▸ What you are asked to do
Determine how many lines in the records that follow hold the string "inserted". Only that number should be returned.

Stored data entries
■ ■ ■ ■ ■

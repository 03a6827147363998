//! In-memory catalog store.
//!
//! Serves ephemeral (discover-style) datasets whose cache lives and dies with
//! their coordinator, and doubles as a lightweight backend for tests. Same
//! semantics as the SQLite store: first-write-wins dedup, insertion order,
//! atomic composite commits.

use std::collections::{HashMap, HashSet};
use std::sync::Mutex;

use super::{CatalogStore, PageCursor, StoreError};
use crate::dataset::DatasetKey;
use crate::remote::CatalogRecord;

#[derive(Default)]
struct DatasetEntry {
    records: Vec<CatalogRecord>,
    ids: HashSet<u64>,
    cursor: Option<PageCursor>,
}

impl DatasetEntry {
    fn append(&mut self, records: &[CatalogRecord]) -> u32 {
        let mut inserted = 0u32;
        for record in records {
            if self.ids.insert(record.id) {
                self.records.push(record.clone());
                inserted += 1;
            }
        }
        inserted
    }
}

/// In-memory [`CatalogStore`] backend.
#[derive(Default)]
pub struct MemoryCatalogStore {
    datasets: Mutex<HashMap<String, DatasetEntry>>,
}

impl MemoryCatalogStore {
    pub fn new() -> Self {
        Self::default()
    }
}

impl CatalogStore for MemoryCatalogStore {
    fn append_records(
        &self,
        key: &DatasetKey,
        records: &[CatalogRecord],
    ) -> Result<u32, StoreError> {
        let mut datasets = self.datasets.lock().unwrap();
        let entry = datasets.entry(key.storage_key()).or_default();
        Ok(entry.append(records))
    }

    fn clear_dataset(&self, key: &DatasetKey) -> Result<(), StoreError> {
        let mut datasets = self.datasets.lock().unwrap();
        if let Some(entry) = datasets.get_mut(&key.storage_key()) {
            entry.records.clear();
            entry.ids.clear();
        }
        Ok(())
    }

    fn read_window(
        &self,
        key: &DatasetKey,
        offset: u64,
        limit: u64,
    ) -> Result<Vec<CatalogRecord>, StoreError> {
        let datasets = self.datasets.lock().unwrap();
        let records = datasets
            .get(&key.storage_key())
            .map(|entry| {
                entry
                    .records
                    .iter()
                    .skip(offset as usize)
                    .take(limit as usize)
                    .cloned()
                    .collect()
            })
            .unwrap_or_default();
        Ok(records)
    }

    fn count(&self, key: &DatasetKey) -> Result<u64, StoreError> {
        let datasets = self.datasets.lock().unwrap();
        Ok(datasets
            .get(&key.storage_key())
            .map(|entry| entry.records.len() as u64)
            .unwrap_or(0))
    }

    fn cursor(&self, key: &DatasetKey) -> Result<Option<PageCursor>, StoreError> {
        let datasets = self.datasets.lock().unwrap();
        Ok(datasets
            .get(&key.storage_key())
            .and_then(|entry| entry.cursor.clone()))
    }

    fn set_cursor(&self, key: &DatasetKey, cursor: &PageCursor) -> Result<(), StoreError> {
        let mut datasets = self.datasets.lock().unwrap();
        datasets.entry(key.storage_key()).or_default().cursor = Some(cursor.clone());
        Ok(())
    }

    fn clear_cursor(&self, key: &DatasetKey) -> Result<(), StoreError> {
        let mut datasets = self.datasets.lock().unwrap();
        if let Some(entry) = datasets.get_mut(&key.storage_key()) {
            entry.cursor = None;
        }
        Ok(())
    }

    fn commit_page(
        &self,
        key: &DatasetKey,
        records: &[CatalogRecord],
        cursor: &PageCursor,
    ) -> Result<u32, StoreError> {
        let mut datasets = self.datasets.lock().unwrap();
        let entry = datasets.entry(key.storage_key()).or_default();
        let inserted = entry.append(records);
        entry.cursor = Some(cursor.clone());
        Ok(inserted)
    }

    fn replace_dataset(
        &self,
        key: &DatasetKey,
        records: &[CatalogRecord],
        cursor: &PageCursor,
    ) -> Result<u32, StoreError> {
        let mut datasets = self.datasets.lock().unwrap();
        let entry = datasets.entry(key.storage_key()).or_default();
        entry.records.clear();
        entry.ids.clear();
        let inserted = entry.append(records);
        entry.cursor = Some(cursor.clone());
        Ok(inserted)
    }
}

#[cfg(test)]
mod tests {
    use super::*;
    use crate::dataset::{MediaKind, PageToken, Scope};

    fn key() -> DatasetKey {
        DatasetKey::new(MediaKind::Movie, Scope::Popular, "en-US")
    }

    fn record(id: u64) -> CatalogRecord {
        CatalogRecord {
            id,
            media: MediaKind::Movie,
            title: format!("Record {}", id),
            overview: None,
            poster_path: None,
            backdrop_path: None,
            release_date: None,
            vote_average: None,
            vote_count: None,
        }
    }

    #[test]
    fn test_append_dedups_and_preserves_order() {
        let store = MemoryCatalogStore::new();

        let inserted = store
            .append_records(&key(), &[record(1), record(2)])
            .unwrap();
        assert_eq!(inserted, 2);

        let inserted = store
            .append_records(&key(), &[record(2), record(3)])
            .unwrap();
        assert_eq!(inserted, 1);

        let ids: Vec<u64> = store
            .read_window(&key(), 0, 10)
            .unwrap()
            .iter()
            .map(|r| r.id)
            .collect();
        assert_eq!(ids, vec![1, 2, 3]);
    }

    #[test]
    fn test_commit_page_sets_cursor() {
        let store = MemoryCatalogStore::new();
        store
            .commit_page(
                &key(),
                &[record(1)],
                &PageCursor::new(Some(PageToken::new(2))),
            )
            .unwrap();

        assert_eq!(store.count(&key()).unwrap(), 1);
        assert_eq!(
            store.cursor(&key()).unwrap().unwrap().next_page,
            Some(PageToken::new(2))
        );
    }

    #[test]
    fn test_replace_dataset() {
        let store = MemoryCatalogStore::new();
        store
            .commit_page(&key(), &[record(1), record(2)], &PageCursor::new(None))
            .unwrap();

        store
            .replace_dataset(
                &key(),
                &[record(9)],
                &PageCursor::new(Some(PageToken::new(2))),
            )
            .unwrap();

        let ids: Vec<u64> = store
            .read_window(&key(), 0, 10)
            .unwrap()
            .iter()
            .map(|r| r.id)
            .collect();
        assert_eq!(ids, vec![9]);
    }

    #[test]
    fn test_empty_dataset_reads() {
        let store = MemoryCatalogStore::new();
        assert_eq!(store.count(&key()).unwrap(), 0);
        assert!(store.read_window(&key(), 0, 10).unwrap().is_empty());
        assert!(store.cursor(&key()).unwrap().is_none());
    }
}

■ ■ ■ ■ ■

▸ Your response
11